A família Borges era um exemplo.Pai, Mãe, oito filhos, todos se relacionando muito bem, na maior paz de Deus.E como toda família que se preze tem uma Mãe disciplinadora aqui não era diferente.Essa Mãe era a verdadeira comandate em Chefe de um exército em guerra.Sempre sob os seus olhares a Mãe coordenava tudo dentro de casa e distribuía para cada um ,igualitariamente, algum tipo de afazeres.Lavar louça, limpar o chão, fazer compras, recolher roupas no varal, colocar arroz no fogo, dar banho no menor, arrumar as camas e etc.Todos recebiam as ordens como uma missão militar.
8 filhos já era um exagero para a época e provocava comentários maledicentes das vizinhas.
- Família de coelhos.
- Que nada, parecem ratos.
-Eu cotava fora.-Será que nunca irão parar ?
-Haja arroz e feijão nesta casa.
Como se alguém pagasse a conta da mercearia para a família Borges.
A Mãe, se ouvia estes comentários, fazia de conta que não era com ela e tocava sua vida feliz e sempre pra frente.
E aqui devo fazer uma confidência, a verdade é que a Mãe tinha muita saúde e era uma mulher bonita , hoje, distante dos fatos, imagino, que não passava dos 35 anos.Foi nesta época que percebi o que era uma mulher de verdade e perdi horas olhando o infinito.
Gostava de freqüentar aquela casa mais do que gostava da minha própria casa.Aquilo era totalmente diferente de tudo que eu conhecia.Era uma casa movimentada, mas organizada.Havia harmonia naquela bagunça de gente se acotovelando e falando todos ao mesmo tempo..
Os meninos dormiam no porão.As meninas nos quartos, no andar de cima, no qual não tínhamos acesso.O porão não era um porão qualquer.Era uma porão com pé direito alto muito iluminado e arejado.As paredes brancas a iluminarias davam um aspecto de hospital.Era lá que ficávamos tocando, conversando, cantando.
Na parede vários posteres de banda de rock, violão para toda parte, guitarras e etc.Era uma família muito musical.Eu ficava na bateria até o momento que uma criança não ia dormir.Ou um vizinho não reclamava.Adianto que era péssimo baterista.péssimo guitarrista, e péssimo cantando.
Havia, também, bolas de futebol e uniformes completos para jogar aos domingos.Quando o assunto é futebol poderia ficar aqui e escrever um livro.Campeonatos ganho em campo adversário.Erro de juiz que virou briga homérica.E até mesmo perda de um emprego porque fui defender o nosso time e joguei contra a empresa que trabalhava.Isso foi considerado alta traição pelo patrão e fui julgado e condenado no tribunal.se não ta contente a porta da rua é serventia da casa.Fui embora orgulhoso.Trair meus amigos jamais.Porra, mas tinha umas secretárias gostosas que eu nunca mais verei.

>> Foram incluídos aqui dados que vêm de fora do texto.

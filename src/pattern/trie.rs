//! Arena trie over pattern keys.
//!
//! Each registered pattern is stored as a path of `field=value` edges taken
//! in field-name order. Nodes live in a flat `Vec` and reference each other
//! by index. A lookup walks every edge whose field is present in the query
//! and whose value matches, collecting the entries it reaches, then picks the
//! most specific one.
//!
//! # Specificity
//!
//! 1. more exactly-matched (non-wildcard) fields wins;
//! 2. then more total fields;
//! 3. then the earlier registration.

use std::collections::BTreeMap;

use super::{PatternKey, ValueMatcher};
use crate::{Error, Result};

type NodeId = usize;

#[derive(Debug, Default)]
struct Node {
    /// field -> literal value -> child
    exact: BTreeMap<String, BTreeMap<String, NodeId>>,
    /// wildcard edges, in insertion order
    globs: Vec<GlobEdge>,
    entry: Option<usize>,
}

#[derive(Debug)]
struct GlobEdge {
    field: String,
    source: String,
    matcher: ValueMatcher,
    child: NodeId,
}

#[derive(Debug)]
struct Entry<V> {
    key: PatternKey,
    value: V,
    exact_fields: usize,
}

/// Most-specific-match index from [`PatternKey`] to `V`.
#[derive(Debug)]
pub struct PatternTrie<V> {
    nodes: Vec<Node>,
    entries: Vec<Entry<V>>,
}

impl<V> Default for PatternTrie<V> {
    fn default() -> Self {
        Self::new()
    }
}

impl<V> PatternTrie<V> {
    /// Create an empty trie.
    #[must_use]
    pub fn new() -> Self {
        Self {
            nodes: vec![Node::default()],
            entries: Vec::new(),
        }
    }

    /// Register `value` under `key`, replacing the value of an identical key.
    ///
    /// # Errors
    ///
    /// Returns [`Error::MalformedPattern`] if a field value is an invalid glob.
    pub fn add(&mut self, key: PatternKey, value: V) -> Result<()> {
        let mut node = 0;
        let mut exact_fields = 0;

        for (field, text) in key.iter() {
            let matcher =
                ValueMatcher::new(text).map_err(|reason| Error::malformed(key.to_string(), reason))?;
            node = if matcher.is_exact() {
                exact_fields += 1;
                self.exact_child(node, field, text)
            } else {
                self.glob_child(node, field, text, matcher)
            };
        }

        match self.nodes[node].entry {
            Some(index) => self.entries[index].value = value,
            None => {
                self.nodes[node].entry = Some(self.entries.len());
                self.entries.push(Entry {
                    key,
                    value,
                    exact_fields,
                });
            }
        }
        Ok(())
    }

    /// Value of the most specific pattern matching `query`.
    #[must_use]
    pub fn find(&self, query: &PatternKey) -> Option<&V> {
        self.find_entry(query).map(|(_, value)| value)
    }

    /// Most specific matching pattern together with its value.
    #[must_use]
    pub fn find_entry(&self, query: &PatternKey) -> Option<(&PatternKey, &V)> {
        self.matching(query)
            .into_iter()
            .max_by_key(|&index| {
                let entry = &self.entries[index];
                (
                    entry.exact_fields,
                    entry.key.len(),
                    std::cmp::Reverse(index),
                )
            })
            .map(|index| {
                let entry = &self.entries[index];
                (&entry.key, &entry.value)
            })
    }

    /// Registered patterns and values, in registration order.
    pub fn list(&self) -> impl Iterator<Item = (&PatternKey, &V)> {
        self.entries.iter().map(|e| (&e.key, &e.value))
    }

    /// Number of registered patterns.
    #[must_use]
    pub fn len(&self) -> usize {
        self.entries.len()
    }

    /// Returns `true` if nothing is registered.
    #[must_use]
    pub fn is_empty(&self) -> bool {
        self.entries.is_empty()
    }

    /// Entry indices of every pattern matching `query`.
    fn matching(&self, query: &PatternKey) -> Vec<usize> {
        let mut found = Vec::new();
        let mut pending = vec![0];

        while let Some(id) = pending.pop() {
            let node = &self.nodes[id];
            if let Some(index) = node.entry {
                found.push(index);
            }
            for (field, values) in &node.exact {
                if let Some(child) = query.get(field).and_then(|v| values.get(v)) {
                    pending.push(*child);
                }
            }
            for edge in &node.globs {
                if query.get(&edge.field).is_some_and(|v| edge.matcher.matches(v)) {
                    pending.push(edge.child);
                }
            }
        }
        found
    }

    fn exact_child(&mut self, node: NodeId, field: &str, value: &str) -> NodeId {
        if let Some(child) = self.nodes[node]
            .exact
            .get(field)
            .and_then(|values| values.get(value))
        {
            return *child;
        }
        let child = self.push_node();
        self.nodes[node]
            .exact
            .entry(field.to_string())
            .or_default()
            .insert(value.to_string(), child);
        child
    }

    fn glob_child(&mut self, node: NodeId, field: &str, source: &str, matcher: ValueMatcher) -> NodeId {
        if let Some(edge) = self.nodes[node]
            .globs
            .iter()
            .find(|e| e.field == field && e.source == source)
        {
            return edge.child;
        }
        let child = self.push_node();
        self.nodes[node].globs.push(GlobEdge {
            field: field.to_string(),
            source: source.to_string(),
            matcher,
            child,
        });
        child
    }

    fn push_node(&mut self) -> NodeId {
        self.nodes.push(Node::default());
        self.nodes.len() - 1
    }
}

#[cfg(test)]
mod tests {
    use super::*;

    fn key(s: &str) -> PatternKey {
        PatternKey::parse(s).unwrap()
    }

    fn trie(patterns: &[(&str, &'static str)]) -> PatternTrie<&'static str> {
        let mut trie = PatternTrie::new();
        for (pattern, value) in patterns {
            trie.add(key(pattern), *value).unwrap();
        }
        trie
    }

    #[test]
    fn empty_trie_finds_nothing() {
        let trie: PatternTrie<()> = PatternTrie::new();
        assert!(trie.is_empty());
        assert!(trie.find(&key("a:1")).is_none());
    }

    #[test]
    fn extra_query_fields_are_ignored() {
        let trie = trie(&[("foo:1", "foo")]);
        assert_eq!(trie.find(&key("foo:1,x:2")), Some(&"foo"));
        assert_eq!(trie.find(&key("foo:2")), None);
        assert_eq!(trie.find(&key("x:2")), None);
    }

    #[test]
    fn more_fields_win() {
        let trie = trie(&[("a:1", "short"), ("a:1,b:2", "long")]);
        assert_eq!(trie.find(&key("a:1,b:2,c:3")), Some(&"long"));
        assert_eq!(trie.find(&key("a:1,b:3")), Some(&"short"));
    }

    #[test]
    fn exact_fields_beat_wildcard_fields() {
        let trie = trie(&[("a:1,b:*", "wild"), ("a:1", "exact")]);
        // one exact field each: more total fields wins
        assert_eq!(trie.find(&key("a:1,b:2")), Some(&"wild"));

        let trie = self::trie(&[("a:*,b:*,c:*", "wild"), ("a:1,b:2", "exact")]);
        assert_eq!(trie.find(&key("a:1,b:2,c:3")), Some(&"exact"));
    }

    #[test]
    fn ties_go_to_earlier_registration() {
        let trie = trie(&[("a:1", "first"), ("b:2", "second")]);
        assert_eq!(trie.find(&key("a:1,b:2")), Some(&"first"));
    }

    #[test]
    fn field_order_is_irrelevant() {
        let trie = trie(&[("b:2,a:1", "ab")]);
        assert_eq!(trie.find(&key("a:1,b:2")), Some(&"ab"));
    }

    #[test]
    fn glob_values_match() {
        let trie = trie(&[("cmd:get*", "getter"), ("cmd:get_user", "user")]);
        assert_eq!(trie.find(&key("cmd:get_all")), Some(&"getter"));
        assert_eq!(trie.find(&key("cmd:get_user")), Some(&"user"));
        assert_eq!(trie.find(&key("cmd:put")), None);
    }

    #[test]
    fn re_adding_replaces_value() {
        let mut trie = trie(&[("a:1", "old")]);
        trie.add(key("a:1"), "new").unwrap();
        assert_eq!(trie.len(), 1);
        assert_eq!(trie.find(&key("a:1")), Some(&"new"));
    }

    #[test]
    fn find_entry_reports_pattern() {
        let trie = trie(&[("role:user,cmd:*", "any-cmd")]);
        let (pattern, value) = trie.find_entry(&key("role:user,cmd:load,id:7")).unwrap();
        assert_eq!(pattern.to_string(), "cmd:*,role:user");
        assert_eq!(*value, "any-cmd");
    }

    #[test]
    fn list_keeps_registration_order() {
        let trie = trie(&[("z:1", "z"), ("a:1", "a")]);
        let listed: Vec<_> = trie.list().map(|(k, v)| (k.to_string(), *v)).collect();
        assert_eq!(listed, vec![("z:1".to_string(), "z"), ("a:1".to_string(), "a")]);
    }
}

Alfredo, era o mais velho, deste pequeno trabalhava.Começou na feira, mas a noite freqüentava a escola.
Nos seus momentos de folga ficávamos ouvindo suas experiências, principalmente com as mulheres.Inventava cada caso que nem te conto.
Foi através de Alfredo que eu ouvi falar em computador pela primeira vez.
Alfredo, antenado, já trabalhava com isso. Era 1974 e o computador de uso doméstico só engatinhava nos EUA.
Estes momentos felizes ficaram na memória.Nunca mais vi aquela turma.Mudei de bairro.
Só voltei a falar sobre isso porque outro dia encontrei com um amigo que participou deste momento e me pôs a par dos últimos acontecimentos.
E sem rodeios que eu não gosto disso vou aos fatos.
A conclusão é a seguinte : O Pai dos meninos desandou a beber dando muito trabalho para a família e desestabilizando aquela harmonia que tanto gostava.
A Mãe completamente desgastada pelas crises de bebedeiras do marido se separou e casou com outro.As crianças racharam.Metade ficou com a mãe e a outra metade ficou do lado do pai.
Alfredo o mais velho virou um comerciante bem sucedido, mas teve um enfarte fulminante muito cedo, aos 40 anos.Morreu.O Luiz Soares, o segundo, morreu em conseqüência da AIDS e uso de drogas.As meninas casaram-se e foram morar distante uma das outras.
Logo depois disso faleceu a Mãe.Desgostosa da vida e infeliz no segundo casamento.
O Pai que criou todo o caso se curou da bebida e herdou com os dois filhos mais novos ( que pouco conheço porque eram bem pequenos na época) os negócios do falecido e hoje é um executivo de sucesso.